(Prompt): Return the listing in full, word for word.

** Opening Data to examine block **

fn is_depth_test(stage: Stage, access: Access) -> bool {
    (Stage::EARLY_FRAGMENT_TESTS | Stage::LATE_FRAGMENT_TESTS).contains(stage)
        && (Access::DEPTH_ATTACHMENT_READ | Access::DEPTH_ATTACHMENT_WRITE).contains(access)
}

fn record(pending: &mut Vec<Pending>, entry: Pending) {
    if entry.access.is_write() {
        // A checked write supersedes everything it covers
        pending.retain(|p| !p.within(&entry.range));
    } else {
        pending.retain(|p| !(p.range == entry.range && !p.access.is_write() && p.stage == entry.stage));
    }
    pending.push(entry);
}

fn layout_allows(layout: TextureLayout, access: Access) -> bool {
    if access.intersects(Access::DEPTH_ATTACHMENT_READ | Access::DEPTH_ATTACHMENT_WRITE) {
        return layout == TextureLayout::DepthAttachment;
    }
    if access.contains(Access::SHADER_WRITE) {
        return layout == TextureLayout::General;
    }
    if access.contains(Access::SHADER_READ) {
        return matches!(layout, TextureLayout::ShaderReadOnly | TextureLayout::General);
    }
    true
}
/// Mesh-level cull stage
///
/// One invocation per render object tests its world bounding sphere against
/// the frustum and the depth pyramid and writes the object's visibility
/// flags. The reocclusion variant only revisits objects the normal pass
/// left invisible.
use super::commands::{Binding, CommandList, CullPass, DispatchSize, Kernel, KernelParams};
use super::cull_data::CullDataBuffers;
use super::depth_pyramid::DepthPyramid;
use super::resources::CullContext;
use super::scene::SceneBuffers;
use crate::constants::workgroup;
use crate::error::{CullError, CullResult};

/// Last pass recorded. Reocclusion reads the flags the normal pass of the
/// same frame slot wrote.
#[derive(Debug, Clone, Copy, PartialEq, Eq)]
enum MeshCullState {
    Idle,
    Recorded { slot: u32, pass: CullPass },
}

pub struct MeshCull {
    state: MeshCullState,
}

impl Default for MeshCull {
    fn default() -> Self {
        Self::new()
    }
}

impl MeshCull {
    pub fn new() -> Self {
        Self {
            state: MeshCullState::Idle,
        }
    }

    fn advance(&mut self, slot: u32, pass: CullPass, op_index: usize) -> CullResult<()> {
        let after_normal = matches!(
            self.state,
            MeshCullState::Recorded { slot: last, pass: CullPass::Normal } if last == slot
        );
        if pass == CullPass::Reocclusion && !after_normal {
            return Err(CullError::hazard(
                op_index,
                "mesh cull (reocclusion)",
                format!("no normal pass recorded for frame slot {} (last: {:?})", slot, self.state),
            ));
        }
        self.state = MeshCullState::Recorded { slot, pass };
        Ok(())
    }

    pub fn workgroups(object_count: u32) -> u32 {
        object_count.div_ceil(workgroup::LINEAR)
    }

    /// Dispatch, then the write-to-read barrier on the mesh flags
    #[allow(clippy::too_many_arguments)]
    pub fn record(
        &mut self,
        ctx: &CullContext,
        cull_data: &CullDataBuffers,
        scene: &SceneBuffers,
        pyramid: &DepthPyramid,
        slot: u32,
        pass: CullPass,
        pyramid_valid: bool,
        list: &mut CommandList,
    ) -> CullResult<()> {
        self.advance(slot, pass, list.ops().len())?;
        let mesh_visibility = cull_data.mesh_visibility();

        let visibility = Binding::storage_rw(ctx.resources.whole(cull_data.visibility_buffer())?);
        let visibility = match pass {
            CullPass::Normal => visibility.writes(mesh_visibility),
            CullPass::Reocclusion => visibility.read_writes(mesh_visibility),
        };

        list.dispatch(
            format!("mesh cull ({})", pass.label()),
            Kernel::MeshCull(pass),
            KernelParams {
                frame_slot: slot,
                pyramid_valid: pyramid_valid as u32,
                ..KernelParams::pass(pass)
            },
            vec![
                Binding::uniform(cull_data.cull_data(slot)),
                Binding::storage_read(ctx.resources.whole(scene.objects)?),
                Binding::storage_read(ctx.resources.whole(scene.meshes)?),
                visibility,
                Binding::sampled(pyramid.texture(), 0..pyramid.mip_levels()),
            ],
            DispatchSize::Direct([Self::workgroups(scene.object_count), 1, 1]),
        );
        list.compute_barrier(mesh_visibility);

        log::debug!("[MeshCull] {} objects ({})", scene.object_count, pass.label());
        Ok(())
    }
}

** Closing Data to examine block **

(The answer):
fn is_depth_test(stage: Stage, access: Access) -> bool {
    (Stage::EARLY_FRAGMENT_TESTS | Stage::LATE_FRAGMENT_TESTS).contains(stage)
        && (Access::DEPTH_ATTACHMENT_READ | Access::DEPTH_ATTACHMENT_WRITE).contains(access)
}

fn record(pending: &mut Vec<Pending>, entry: Pending) {
    if entry.access.is_write() {
        // A checked write supersedes everything it covers
        pending.retain(|p| !p.within(&entry.range));
    } else {
        pending.retain(|p| !(p.range == entry.range && !p.access.is_write() && p.stage == entry.stage));
    }
    pending.push(entry);
}

fn layout_allows(layout: TextureLayout, access: Access) -> bool {
    if access.intersects(Access::DEPTH_ATTACHMENT_READ | Access::DEPTH_ATTACHMENT_WRITE) {
        return layout == TextureLayout::DepthAttachment;
    }
    if access.contains(Access::SHADER_WRITE) {
        return layout == TextureLayout::General;
    }
    if access.contains(Access::SHADER_READ) {
        return matches!(layout, TextureLayout::ShaderReadOnly | TextureLayout::General);
    }
    true
}
/// Mesh-level cull stage
///
/// One invocation per render object tests its world bounding sphere against
/// the frustum and the depth pyramid and writes the object's visibility
/// flags. The reocclusion variant only revisits objects the normal pass
/// left invisible.
use super::commands::{Binding, CommandList, CullPass, DispatchSize, Kernel, KernelParams};
use super::cull_data::CullDataBuffers;
use super::depth_pyramid::DepthPyramid;
use super::resources::CullContext;
use super::scene::SceneBuffers;
use crate::constants::workgroup;
use crate::error::{CullError, CullResult};

/// Last pass recorded. Reocclusion reads the flags the normal pass of the
/// same frame slot wrote.
#[derive(Debug, Clone, Copy, PartialEq, Eq)]
enum MeshCullState {
    Idle,
    Recorded { slot: u32, pass: CullPass },
}

pub struct MeshCull {
    state: MeshCullState,
}

impl Default for MeshCull {
    fn default() -> Self {
        Self::new()
    }
}

impl MeshCull {
    pub fn new() -> Self {
        Self {
            state: MeshCullState::Idle,
        }
    }

    fn advance(&mut self, slot: u32, pass: CullPass, op_index: usize) -> CullResult<()> {
        let after_normal = matches!(
            self.state,
            MeshCullState::Recorded { slot: last, pass: CullPass::Normal } if last == slot
        );
        if pass == CullPass::Reocclusion && !after_normal {
            return Err(CullError::hazard(
                op_index,
                "mesh cull (reocclusion)",
                format!("no normal pass recorded for frame slot {} (last: {:?})", slot, self.state),
            ));
        }
        self.state = MeshCullState::Recorded { slot, pass };
        Ok(())
    }

    pub fn workgroups(object_count: u32) -> u32 {
        object_count.div_ceil(workgroup::LINEAR)
    }

    /// Dispatch, then the write-to-read barrier on the mesh flags
    #[allow(clippy::too_many_arguments)]
    pub fn record(
        &mut self,
        ctx: &CullContext,
        cull_data: &CullDataBuffers,
        scene: &SceneBuffers,
        pyramid: &DepthPyramid,
        slot: u32,
        pass: CullPass,
        pyramid_valid: bool,
        list: &mut CommandList,
    ) -> CullResult<()> {
        self.advance(slot, pass, list.ops().len())?;
        let mesh_visibility = cull_data.mesh_visibility();

        let visibility = Binding::storage_rw(ctx.resources.whole(cull_data.visibility_buffer())?);
        let visibility = match pass {
            CullPass::Normal => visibility.writes(mesh_visibility),
            CullPass::Reocclusion => visibility.read_writes(mesh_visibility),
        };

        list.dispatch(
            format!("mesh cull ({})", pass.label()),
            Kernel::MeshCull(pass),
            KernelParams {
                frame_slot: slot,
                pyramid_valid: pyramid_valid as u32,
                ..KernelParams::pass(pass)
            },
            vec![
                Binding::uniform(cull_data.cull_data(slot)),
                Binding::storage_read(ctx.resources.whole(scene.objects)?),
                Binding::storage_read(ctx.resources.whole(scene.meshes)?),
                visibility,
                Binding::sampled(pyramid.texture(), 0..pyramid.mip_levels()),
            ],
            DispatchSize::Direct([Self::workgroups(scene.object_count), 1, 1]),
        );
        list.compute_barrier(mesh_visibility);

        log::debug!("[MeshCull] {} objects ({})", scene.object_count, pass.label());
        Ok(())
    }
}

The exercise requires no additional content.